Artinya, dalam hal ini Singapura melakukan re-ekspor produk patin asal Vietnam ke Indonesia. Kasus ini, lagi- lagi menunjukkan sistem perdagangan yang tidak sehat, dimana dalam payung Masyarakat Ekonomi Asean  (MEA) mestinya arus barang jasa dapat lebih terkontrol khususnya bagaimana mengantisipasi perdagangan yang bersifat ilegal.
Ekspor dori Singapura kuat dugaan dilakukan secara illegal melalui pintu masuk pada pelabuhan-pelabuhan laut yang tidak resmi, menuju Batam dan Medan, lantas dibawa ke Jakarta.

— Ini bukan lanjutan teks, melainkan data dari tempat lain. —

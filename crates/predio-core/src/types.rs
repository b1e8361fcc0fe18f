//! # Domain Types
//!
//! Core domain types for the sales & payment ledger engine.
//!
//! ## Type Hierarchy
//! ```text
//! ┌─────────────────────────────────────────────────────────────────────────┐
//! │                          Domain Types                                   │
//! │                                                                         │
//! │  ┌─────────────────┐   ┌─────────────────┐   ┌─────────────────┐       │
//! │  │      Lot        │   │      Sale       │   │  Installment    │       │
//! │  │  ─────────────  │   │  ─────────────  │   │  ─────────────  │       │
//! │  │  id (UUID)      │──►│  lot_id (FK)    │──►│  sale_id (FK)   │       │
//! │  │  status         │   │  client_id (FK) │   │  number (1..N)  │       │
//! │  │  list_price     │   │  status         │   │  amount_due     │       │
//! │  └─────────────────┘   └────────┬────────┘   │  amount_paid    │       │
//! │                                 │            │  late_fee       │       │
//! │                                 ▼            └─────────────────┘       │
//! │                        ┌─────────────────┐   ┌─────────────────┐       │
//! │                        │   Commission    │   │ ProcessedEvent  │       │
//! │                        │  ─────────────  │   │  ─────────────  │       │
//! │                        │  sale_id (FK)   │   │  event_id (PK)  │       │
//! │                        │  kind           │   │  processed_at   │       │
//! │                        │  commission     │   └─────────────────┘       │
//! │                        └─────────────────┘                             │
//! └─────────────────────────────────────────────────────────────────────────┘
//! ```
//!
//! ## State Machines
//! - Lot:         `available → reserved → sold` (origination / liquidation)
//! - Sale:        `apartado → activo → liquidado` (or `cancelado`)
//! - Installment: `pendiente → parcial → pagado` (forward only, `pagado`
//!   is terminal)

use chrono::{DateTime, NaiveDate, Utc};
use serde::{Deserialize, Serialize};

use crate::money::Money;

// =============================================================================
// Interest Rate
// =============================================================================

/// Annual interest rate represented in basis points (bps).
///
/// ## Why Basis Points?
/// 1 basis point = 0.01% = 1/10000
/// 1000 bps = 10.00% annual. Integer bps keep the persisted rate exact;
/// only the amortization math converts to floating point.
#[derive(Debug, Clone, Copy, PartialEq, Eq, Serialize, Deserialize)]
pub struct InterestRate(u32);

impl InterestRate {
    /// Creates a rate from basis points.
    #[inline]
    pub const fn from_bps(bps: u32) -> Self {
        InterestRate(bps)
    }

    /// Creates a rate from a percentage (`10.0` → 1000 bps).
    pub fn from_percentage(pct: f64) -> Self {
        InterestRate((pct * 100.0).round() as u32)
    }

    /// Returns the rate in basis points.
    #[inline]
    pub const fn bps(&self) -> u32 {
        self.0
    }

    /// Returns the annual rate as a percentage (for display only).
    #[inline]
    pub fn percentage(&self) -> f64 {
        self.0 as f64 / 100.0
    }

    /// Returns the monthly rate as a fraction, the `i` of the annuity
    /// formula: `annual_bps / 10000 / 12`.
    #[inline]
    pub fn monthly(&self) -> f64 {
        self.0 as f64 / 10_000.0 / 12.0
    }

    /// Zero rate (interest-free financing).
    #[inline]
    pub const fn zero() -> Self {
        InterestRate(0)
    }

    /// Checks if the rate is zero.
    #[inline]
    pub const fn is_zero(&self) -> bool {
        self.0 == 0
    }
}

impl Default for InterestRate {
    fn default() -> Self {
        InterestRate::zero()
    }
}

// =============================================================================
// Lot
// =============================================================================

/// The status of a lot (lote) in the development.
#[derive(Debug, Clone, Copy, PartialEq, Eq, Serialize, Deserialize)]
#[cfg_attr(feature = "sqlx", derive(sqlx::Type))]
#[cfg_attr(feature = "sqlx", sqlx(rename_all = "lowercase"))]
#[serde(rename_all = "snake_case")]
pub enum LotStatus {
    /// Lot can be sold.
    Available,
    /// Lot is held by a financed sale in progress.
    Reserved,
    /// Lot is fully paid for.
    Sold,
}

impl LotStatus {
    /// Lowercase label, matching the persisted representation.
    pub fn as_str(&self) -> &'static str {
        match self {
            LotStatus::Available => "available",
            LotStatus::Reserved => "reserved",
            LotStatus::Sold => "sold",
        }
    }
}

/// A lot (parcel) offered for sale.
///
/// Mutated only by the Sale Originator (`available → reserved/sold`) and by
/// liquidation (`reserved → sold`). The conditional status update is the
/// serialization point for concurrent sales against the same lot.
#[derive(Debug, Clone, Serialize, Deserialize)]
#[cfg_attr(feature = "sqlx", derive(sqlx::FromRow))]
pub struct Lot {
    /// Unique identifier (UUID v4).
    pub id: String,

    /// Display name, e.g. "Manzana 3 Lote 14".
    pub name: String,

    /// Current status in the sale lifecycle.
    pub status: LotStatus,

    /// List price in centavos.
    pub list_price_cents: i64,

    pub created_at: DateTime<Utc>,
    pub updated_at: DateTime<Utc>,
}

impl Lot {
    /// Returns the list price as a Money type.
    #[inline]
    pub fn list_price(&self) -> Money {
        Money::from_cents(self.list_price_cents)
    }
}

// =============================================================================
// Sale
// =============================================================================

/// The status of a sale (venta).
#[derive(Debug, Clone, Copy, PartialEq, Eq, Serialize, Deserialize)]
#[cfg_attr(feature = "sqlx", derive(sqlx::Type))]
#[cfg_attr(feature = "sqlx", sqlx(rename_all = "lowercase"))]
#[serde(rename_all = "snake_case")]
pub enum SaleStatus {
    /// Down payment received, financing in progress.
    Apartado,
    /// Contract formalized (set by back-office tooling, not this engine).
    Activo,
    /// Every installment fully paid.
    Liquidado,
    /// Sale cancelled.
    Cancelado,
}

/// Whether schedule/commission generation completed for a sale.
///
/// Generation runs inside the origination transaction, so a committed sale
/// is normally `ok`. The `error` marker exists for the asynchronous repair
/// tooling that re-drives generation out of band.
#[derive(Debug, Clone, Copy, PartialEq, Eq, Serialize, Deserialize)]
#[cfg_attr(feature = "sqlx", derive(sqlx::Type))]
#[cfg_attr(feature = "sqlx", sqlx(rename_all = "lowercase"))]
#[serde(rename_all = "snake_case")]
pub enum PostProcessStatus {
    Pending,
    Ok,
    Error,
}

/// A financing agreement over one lot between a client and the business.
#[derive(Debug, Clone, Serialize, Deserialize)]
#[cfg_attr(feature = "sqlx", derive(sqlx::FromRow))]
pub struct Sale {
    /// Unique identifier (UUID v4).
    pub id: String,

    /// Buying client.
    pub client_id: String,

    /// Lot being sold.
    pub lot_id: String,

    /// Seller credited with the sale, if any.
    pub seller_id: Option<String>,

    /// Full sale amount in centavos (the lot's list price at sale time).
    pub total_cents: i64,

    /// Down payment (enganche) in centavos.
    pub down_payment_cents: i64,

    /// Financing term in months. Zero means unfinanced.
    pub term_months: i64,

    /// Annual interest rate in basis points.
    pub annual_rate_bps: i64,

    /// Business date of the sale; installment due dates count from here.
    pub sale_date: NaiveDate,

    pub status: SaleStatus,

    pub post_process_status: PostProcessStatus,

    pub created_at: DateTime<Utc>,
    pub updated_at: DateTime<Utc>,
}

impl Sale {
    /// Financed principal: total minus down payment.
    #[inline]
    pub fn principal(&self) -> Money {
        Money::from_cents(self.total_cents - self.down_payment_cents)
    }

    /// Annual rate as a typed value.
    #[inline]
    pub fn annual_rate(&self) -> InterestRate {
        InterestRate::from_bps(self.annual_rate_bps as u32)
    }
}

// =============================================================================
// Installment
// =============================================================================

/// The payment status of one installment.
///
/// Transitions are monotonic: `pendiente → parcial → pagado`. The ledger
/// never moves an installment backwards, and `pagado` is terminal.
#[derive(Debug, Clone, Copy, PartialEq, Eq, Serialize, Deserialize)]
#[cfg_attr(feature = "sqlx", derive(sqlx::Type))]
#[cfg_attr(feature = "sqlx", sqlx(rename_all = "lowercase"))]
#[serde(rename_all = "snake_case")]
pub enum InstallmentStatus {
    /// No money applied yet.
    Pendiente,
    /// Partially paid.
    Parcial,
    /// Fully paid (terminal).
    Pagado,
}

/// One scheduled payment (amortización) of a financed sale.
#[derive(Debug, Clone, Serialize, Deserialize)]
#[cfg_attr(feature = "sqlx", derive(sqlx::FromRow))]
pub struct Installment {
    /// Unique identifier (UUID v4).
    pub id: String,

    pub sale_id: String,

    /// 1-based position in the schedule, unique per sale.
    pub installment_number: i64,

    pub due_date: NaiveDate,

    /// Scheduled amount (interest + principal) in centavos.
    pub amount_due_cents: i64,

    /// Interest portion of `amount_due_cents`.
    pub interest_cents: i64,

    /// Principal portion of `amount_due_cents`.
    pub principal_cents: i64,

    /// Balance before this installment.
    pub opening_balance_cents: i64,

    /// Balance after this installment. Zero on the final row, exactly.
    pub closing_balance_cents: i64,

    /// Money applied so far (manual entries + processor confirmations).
    pub amount_paid_cents: i64,

    /// One-shot late fee (mora), zero until the first late payment.
    pub late_fee_cents: i64,

    pub status: InstallmentStatus,

    /// Free-form audit trail, newline-joined.
    pub notes: Option<String>,

    /// Processor payment-intent association, set when a client starts an
    /// online payment for this installment.
    pub payment_intent_id: Option<String>,

    pub created_at: DateTime<Utc>,
    pub updated_at: DateTime<Utc>,
}

impl Installment {
    /// What is still owed: `amount_due + late_fee - amount_paid`.
    #[inline]
    pub fn remaining(&self) -> Money {
        Money::from_cents(self.amount_due_cents + self.late_fee_cents - self.amount_paid_cents)
    }

    /// Whether the installment is settled in full.
    #[inline]
    pub fn is_settled(&self) -> bool {
        self.status == InstallmentStatus::Pagado
    }
}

Kita kecolongan karena pengawasan di pelabuhan tikus tersebut memang tidak ada.
Penerapan import risk analysis terhadap produk pangan yang masuk ke wilayah NKRI harus semakin diperketat dengan melakukan pengawasan ketat termasuk di pintu-pintu masuk pelabuhan non resmi.
Upaya kita berjibaku dalam memenuhi standar/sertifikasi persyaratan ekspor produk dari negara-negara importir yang semakin ketat, harus juga diperlakukan sama atas produk impor yang akan masuk Indonesia di era globalisasi saat ini.
Pemerintah harus segera menggandeng pengusaha retail termasuk pelaku usaha online (e-commerce) yang memasarkan produk hasil perikanan untuk mulai menerapkan standar/sertifikasi keamanan pangan bagi produk yang diperjual-belikan. Termasuk mendorong mereka melakukan pengawasan intern dan ruang pengaduan konsumen (hotline khusus pengaduan). Konsumen harus didorong agar melek mutu, dan tanggap terhadap potensi bahaya keamanan pangan pada produk yang dibelinya.